Star Wars: A Queen's Gambit

Players were Chip (playing the Naboo forces) and myself (playing the Federation forces.) Chip was a new player.

We went over the rules. I gave Chip the summary sheet off Board Game Geek, and summarized the games. Then we went over the rules, reading what I didn't go over.


A Queen's Gambit mid-game, going pretty much like the movie did at this point.

As usual, the game proved to be exciting. Chip particularly agonized over his decisions on which cards to play. Qui-gon was dispatched. Then Darth Maul, before Obi-wan was damaged (much.) But that battle proved a diversion. Chip slowly moved the palace guards to the top floor of the palace, then into the throne room. He then used a continual play of cards to move anakin. He was able to bypass a stack of starfighters (made up of half the deck) and reach the droid control ship for the victory. That teaches me to distribute the starship cards over the following starship spaces. (Won't slow him down in the number of rolls he makes, but will make me feel like I'm throwing up a bigger hindrance :-) The game took nearly two hours -- a quick game.

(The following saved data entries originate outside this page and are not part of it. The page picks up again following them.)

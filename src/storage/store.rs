//! The Per-Shard Store
//!
//! A [`Store`] owns one shard's keyspace: the key table, the expiry table and
//! the live key counter. It is single-writer by construction; the owning shard
//! task is the only code that mutates it in steady state.
//!
//! ```text
//!   ┌──────────────────────── Store ────────────────────────┐
//!   │  table:   "user:1" ──▶ Object { id: 7, .. }            │
//!   │           "user:2" ──▶ Object { id: 9, .. }            │
//!   │                                                        │
//!   │  expires: ObjectId(7) ──▶ 1_700_000_060_000 (epoch ms) │
//!   │                                                        │
//!   │  num_keys: 2          strategy: Box<dyn Eviction..>    │
//!   └────────────────────────────────────────────────────────┘
//! ```
//!
//! Expired keys are removed lazily by every read path and actively by the
//! shard's cron tick (see [`expiry`](super::expiry)). Capacity is enforced by
//! consulting the eviction strategy before a new key is inserted.

use super::clock::{lru_clock, Clock, SystemClock};
use super::eviction::{AccessType, EvictionStats, EvictionStrategy};
use super::expiry::{has_expired, ExpiryTable};
use super::glob::GlobPattern;
use super::object::{Object, ObjectId, ObjectType, Value};
use super::table::KeyTable;
use crate::error::StoreError;
use std::fmt;
use std::sync::Arc;
use tracing::debug;

/// Capacity and counter tuning for one store.
#[derive(Debug, Clone, Copy, PartialEq)]
pub struct StoreConfig {
    /// Soft limit on the number of keys
    pub keys_limit: usize,
    /// Fraction of `keys_limit` freed by one eviction pass
    pub eviction_ratio: f64,
    /// Controls how quickly LFU counters saturate
    pub lfu_log_factor: u32,
}

impl Default for StoreConfig {
    fn default() -> Self {
        Self {
            keys_limit: 200_000_000,
            eviction_ratio: 0.9,
            lfu_log_factor: 10,
        }
    }
}

/// Options for [`Store::put`].
#[derive(Debug, Clone, Copy, Default, PartialEq, Eq)]
pub struct PutOptions {
    /// Carry the TTL of the replaced object over to the new one
    pub keep_ttl: bool,
}

impl PutOptions {
    /// Options that keep an existing TTL across an overwrite.
    pub fn keep_ttl() -> Self {
        Self { keep_ttl: true }
    }
}

/// Operation counters of a store.
#[derive(Debug, Clone, Copy, Default, PartialEq, Eq)]
pub struct StoreStats {
    /// Number of keys currently stored
    pub keys: u64,
    /// Total GET-style reads
    pub gets: u64,
    /// Reads that found a live key
    pub hits: u64,
    /// Reads that found nothing or an expired key
    pub misses: u64,
    /// Total PUT operations
    pub sets: u64,
    /// Keys removed by explicit deletes
    pub dels: u64,
    /// Keys removed because their TTL passed
    pub expired: u64,
    /// Keys removed by the eviction strategy
    pub evicted: u64,
}

#[derive(Debug, Clone, Copy)]
enum RemovalCause {
    Deleted,
    Expired,
    Evicted,
}

/// One shard's keyspace.
///
/// # Example
///
/// ```
/// use shardkv::config::EvictionPolicy;
/// use shardkv::storage::{new_strategy, Object, ObjectType, PutOptions, Store, StoreConfig};
///
/// let config = StoreConfig::default();
/// let mut store = Store::new(config, new_strategy(EvictionPolicy::AllKeysLru, &config));
///
/// store.put("name", Object::new("Ariz", ObjectType::String), PutOptions::default());
/// let value = store.get("name").and_then(|obj| obj.value().as_bytes().cloned());
/// assert_eq!(value.as_deref(), Some(&b"Ariz"[..]));
/// ```
pub struct Store {
    table: KeyTable,
    expires: ExpiryTable,
    num_keys: usize,
    config: StoreConfig,
    /// Taken out while a pass runs so the strategy can borrow the store mutably
    strategy: Option<Box<dyn EvictionStrategy>>,
    clock: Arc<dyn Clock>,
    stats: StoreStats,
}

impl fmt::Debug for Store {
    fn fmt(&self, f: &mut fmt::Formatter<'_>) -> fmt::Result {
        f.debug_struct("Store")
            .field("num_keys", &self.num_keys)
            .field("expires", &self.expires.len())
            .field("config", &self.config)
            .field("strategy", &self.strategy.as_ref().map(|s| s.name()))
            .finish()
    }
}

impl Store {
    /// Creates an empty store driven by the system clock.
    pub fn new(config: StoreConfig, strategy: Box<dyn EvictionStrategy>) -> Self {
        Self::with_clock(config, strategy, Arc::new(SystemClock))
    }

    /// Creates an empty store driven by `clock`.
    pub fn with_clock(
        config: StoreConfig,
        strategy: Box<dyn EvictionStrategy>,
        clock: Arc<dyn Clock>,
    ) -> Self {
        Self {
            table: KeyTable::new(),
            expires: ExpiryTable::new(),
            num_keys: 0,
            config,
            strategy: Some(strategy),
            clock,
            stats: StoreStats::default(),
        }
    }

    pub fn config(&self) -> &StoreConfig {
        &self.config
    }

    /// Current time in epoch milliseconds.
    #[inline]
    pub fn now_ms(&self) -> u64 {
        self.clock.now_ms()
    }

    /// Current 24-bit LRU clock.
    #[inline]
    pub fn current_clock(&self) -> u32 {
        lru_clock(self.clock.now_ms())
    }

    /// Builds an object and, if `expiry_ms` is given, registers a TTL for it
    /// relative to now.
    ///
    /// The TTL entry exists from this point on even if the object is never
    /// stored; it is dropped once the object is replaced or deleted.
    pub fn new_obj(
        &mut self,
        value: impl Into<Value>,
        expiry_ms: Option<i64>,
        object_type: ObjectType,
    ) -> Object {
        let obj = Object::new(value, object_type);
        if let Some(ms) = expiry_ms {
            self.set_expiry(obj.id(), ms);
        }
        obj
    }

    /// Inserts or replaces `key`.
    ///
    /// A new key first gives the eviction strategy a chance to free capacity.
    /// Replacing a key drops the old object's TTL unless `opts.keep_ttl` is set,
    /// in which case the TTL moves to the new object.
    pub fn put(&mut self, key: impl Into<String>, mut obj: Object, opts: PutOptions) {
        obj.touch(self.current_clock(), self.config.lfu_log_factor);
        self.put_helper(key.into(), obj, opts);
    }

    /// Inserts every pair with default options.
    pub fn put_all<I, K>(&mut self, entries: I)
    where
        I: IntoIterator<Item = (K, Object)>,
        K: Into<String>,
    {
        for (key, obj) in entries {
            self.put(key, obj, PutOptions::default());
        }
    }

    fn put_helper(&mut self, key: String, obj: Object, opts: PutOptions) {
        self.stats.sets += 1;

        match self.table.get(&key).map(Object::id) {
            Some(old_id) => {
                if opts.keep_ttl {
                    if let Some(at) = self.expires.get(old_id) {
                        self.expires.set(obj.id(), at);
                    }
                }
                self.expires.remove(old_id);
            }
            None => {
                self.evict_if_needed();
                self.num_keys += 1;
            }
        }

        if let Some(strategy) = self.strategy.as_mut() {
            strategy.on_access(&key, &obj, AccessType::Set);
        }
        self.table.insert(key, obj);
    }

    fn evict_if_needed(&mut self) {
        let Some(mut strategy) = self.strategy.take() else {
            return;
        };

        let to_evict = strategy.should_evict(self);
        if to_evict > 0 {
            let before = self.num_keys;
            strategy.evict_victims(self, to_evict);
            debug!(
                strategy = strategy.name(),
                requested = to_evict,
                evicted = before.saturating_sub(self.num_keys),
                keys_remaining = self.num_keys,
                "eviction pass"
            );
        }

        self.strategy = Some(strategy);
    }

    /// Returns the live object under `key` and records the access.
    ///
    /// An expired key is deleted on the spot and reported as missing.
    pub fn get(&mut self, key: &str) -> Option<&Object> {
        self.get_helper(key, true)
    }

    /// Like [`get`](Self::get) but leaves the access field untouched, so the
    /// lookup does not influence eviction.
    pub fn get_no_touch(&mut self, key: &str) -> Option<&Object> {
        self.get_helper(key, false)
    }

    fn get_helper(&mut self, key: &str, touch: bool) -> Option<&Object> {
        self.stats.gets += 1;
        if !self.access(key, touch) {
            self.stats.misses += 1;
            return None;
        }
        self.stats.hits += 1;
        self.table.get(key)
    }

    /// Lazy expiration plus optional touch. Returns whether `key` is live.
    fn access(&mut self, key: &str, touch: bool) -> bool {
        let Some(id) = self.table.get(key).map(Object::id) else {
            return false;
        };
        if has_expired(self, id) {
            self.remove_entry(key, RemovalCause::Expired);
            return false;
        }

        if touch {
            let now = self.current_clock();
            let log_factor = self.config.lfu_log_factor;
            if let Some(obj) = self.table.get_mut(key) {
                obj.touch(now, log_factor);
            }
            if let (Some(strategy), Some(obj)) = (self.strategy.as_mut(), self.table.get(key)) {
                strategy.on_access(key, obj, AccessType::Get);
            }
        }
        true
    }

    /// Reads several keys at once; each slot is `None` for a missing or
    /// expired key.
    pub fn get_all(&mut self, keys: &[&str]) -> Vec<Option<&Object>> {
        let live: Vec<bool> = keys.iter().map(|key| self.access(key, true)).collect();
        self.stats.gets += keys.len() as u64;

        let table = &self.table;
        let stats = &mut self.stats;
        keys.iter()
            .zip(live)
            .map(|(key, live)| {
                if live {
                    stats.hits += 1;
                    table.get(key)
                } else {
                    stats.misses += 1;
                    None
                }
            })
            .collect()
    }

    /// Removes and returns the object under `key`, unless it already expired.
    pub fn get_del(&mut self, key: &str) -> Option<Object> {
        let id = self.table.get(key).map(Object::id)?;
        if has_expired(self, id) {
            self.remove_entry(key, RemovalCause::Expired);
            return None;
        }
        self.remove_entry(key, RemovalCause::Deleted)
    }

    /// Removes `key` and its TTL. Returns whether a key was removed.
    pub fn del(&mut self, key: &str) -> bool {
        self.remove_entry(key, RemovalCause::Deleted).is_some()
    }

    /// Removes `key` on behalf of an eviction strategy.
    pub fn evict_key(&mut self, key: &str) -> bool {
        self.remove_entry(key, RemovalCause::Evicted).is_some()
    }

    /// Removes `key` because its TTL passed.
    pub(crate) fn expire_key(&mut self, key: &str) -> bool {
        self.remove_entry(key, RemovalCause::Expired).is_some()
    }

    fn remove_entry(&mut self, key: &str, cause: RemovalCause) -> Option<Object> {
        let obj = self.table.remove(key)?;
        self.expires.remove(obj.id());
        self.num_keys = self.num_keys.saturating_sub(1);

        match cause {
            RemovalCause::Deleted => self.stats.dels += 1,
            RemovalCause::Expired => self.stats.expired += 1,
            RemovalCause::Evicted => self.stats.evicted += 1,
        }
        if let Some(strategy) = self.strategy.as_mut() {
            strategy.on_access(key, &obj, AccessType::Del);
        }
        Some(obj)
    }

    /// Moves the object under `src` to `dst`, replacing whatever `dst` held.
    ///
    /// The object keeps its identity, and with it its TTL. Returns `false` if
    /// `src` is missing or expired; renaming a key onto itself is a no-op that
    /// returns `true`.
    pub fn rename(&mut self, src: &str, dst: &str) -> bool {
        if src == dst {
            return true;
        }

        let Some(id) = self.table.get(src).map(Object::id) else {
            return false;
        };
        if has_expired(self, id) {
            self.remove_entry(src, RemovalCause::Expired);
            return false;
        }

        let Some(obj) = self.table.remove(src) else {
            return false;
        };
        if let Some(replaced) = self.table.insert(dst.to_string(), obj) {
            self.expires.remove(replaced.id());
            self.num_keys = self.num_keys.saturating_sub(1);
        }
        true
    }

    /// Returns every live key matching the glob `pattern`.
    ///
    /// Expired keys are skipped but not removed.
    pub fn keys(&self, pattern: &str) -> Result<Vec<String>, StoreError> {
        let glob = GlobPattern::new(pattern)?;
        let mut keys = Vec::new();
        self.table.all(|key, obj| {
            if !has_expired(self, obj.id()) && glob.matches(key) {
                keys.push(key.to_string());
            }
            true
        });
        Ok(keys)
    }

    /// Sets a TTL of `duration_ms` from now. Negative durations expire the
    /// object immediately.
    pub fn set_expiry(&mut self, id: ObjectId, duration_ms: i64) {
        let at = (self.now_ms() as i64).saturating_add(duration_ms).max(0) as u64;
        self.expires.set(id, at);
    }

    /// Sets the expiry to an absolute Unix time in seconds.
    pub fn set_unix_time_expiry(&mut self, id: ObjectId, unix_sec: i64) {
        let at = unix_sec.saturating_mul(1000).max(0) as u64;
        self.expires.set(id, at);
    }

    /// Sets the expiry to an absolute epoch time in milliseconds.
    pub fn set_expiry_at_ms(&mut self, id: ObjectId, at_ms: u64) {
        self.expires.set(id, at_ms);
    }

    /// Absolute expiry of `id` in epoch milliseconds, if it has a TTL.
    pub fn get_expiry(&self, id: ObjectId) -> Option<u64> {
        self.expires.get(id)
    }

    /// Clears the TTL of `id`. Returns whether one was set.
    pub fn del_expiry(&mut self, id: ObjectId) -> bool {
        self.expires.remove(id).is_some()
    }

    /// Remaining TTL of `key` in milliseconds.
    ///
    /// `None` if the key is missing or expired, `Some(-1)` if it has no TTL.
    ///
    /// Reaps the key if it has expired, but is not counted as a read in
    /// [`StoreStats`].
    pub fn ttl_ms(&mut self, key: &str) -> Option<i64> {
        if !self.access(key, false) {
            return None;
        }
        let id = self.table.get(key).map(Object::id)?;
        match self.expires.get(id) {
            Some(at) => Some(at.saturating_sub(self.now_ms()) as i64),
            None => Some(-1),
        }
    }

    /// Live key counter.
    #[inline]
    pub fn key_count(&self) -> usize {
        self.num_keys
    }

    /// Number of entries in the key table, including expired keys that have
    /// not been reaped yet.
    pub fn db_size(&self) -> usize {
        self.table.len()
    }

    /// The underlying key table, for scanning collaborators.
    pub fn get_store(&self) -> &KeyTable {
        &self.table
    }

    pub(crate) fn expiry_table(&self) -> &ExpiryTable {
        &self.expires
    }

    /// Drops every key and TTL.
    pub fn reset_store(&mut self) {
        self.table.clear();
        self.expires.clear();
        self.num_keys = 0;
    }

    pub fn stats(&self) -> StoreStats {
        StoreStats {
            keys: self.num_keys as u64,
            ..self.stats
        }
    }

    /// Counters of the eviction strategy, unless a pass is running.
    pub fn eviction_stats(&self) -> Option<EvictionStats> {
        self.strategy.as_ref().map(|s| s.stats())
    }
}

Click here to buy Star Wars: A Queen's Gambit at FunAgain.com.

Magic: the Gathering

Players were Shaun, Chip and myself.

Since Shaun is a fairly new Magic player, Chip gave him a tuned deck and Chip and I drafted a deck from pseudo-boosters he created (containing the same distribution of cards as real boosters.) We played so that creatures could only attack the player to the left. The decisive bad decision on Chip's part was to include white protection cards that didn't help him at all. He conceded the game before he would ultimately lose. The decisive bad decision on my part was to include cards that made opponents discard cards. They were too expensive to cast early in the game, and Shaun had no cards in his hand when I could cast it. In the end Shaun had amassed a large army of creatures that could easily wipe out his opponents while still retaining a defense.

Poker

Players were Shaun, Sara, Chip and myself.

We played nine hands of poker. It's all a friendly game. The decisive win was in Shaun who got into a bidding war with Chip and Sara during a game of midnight baseball. The baseball games seem to drain people's betting pools quickly, which makes it less fun overall because we don't get to play as many hands.

Click here for another take on this session.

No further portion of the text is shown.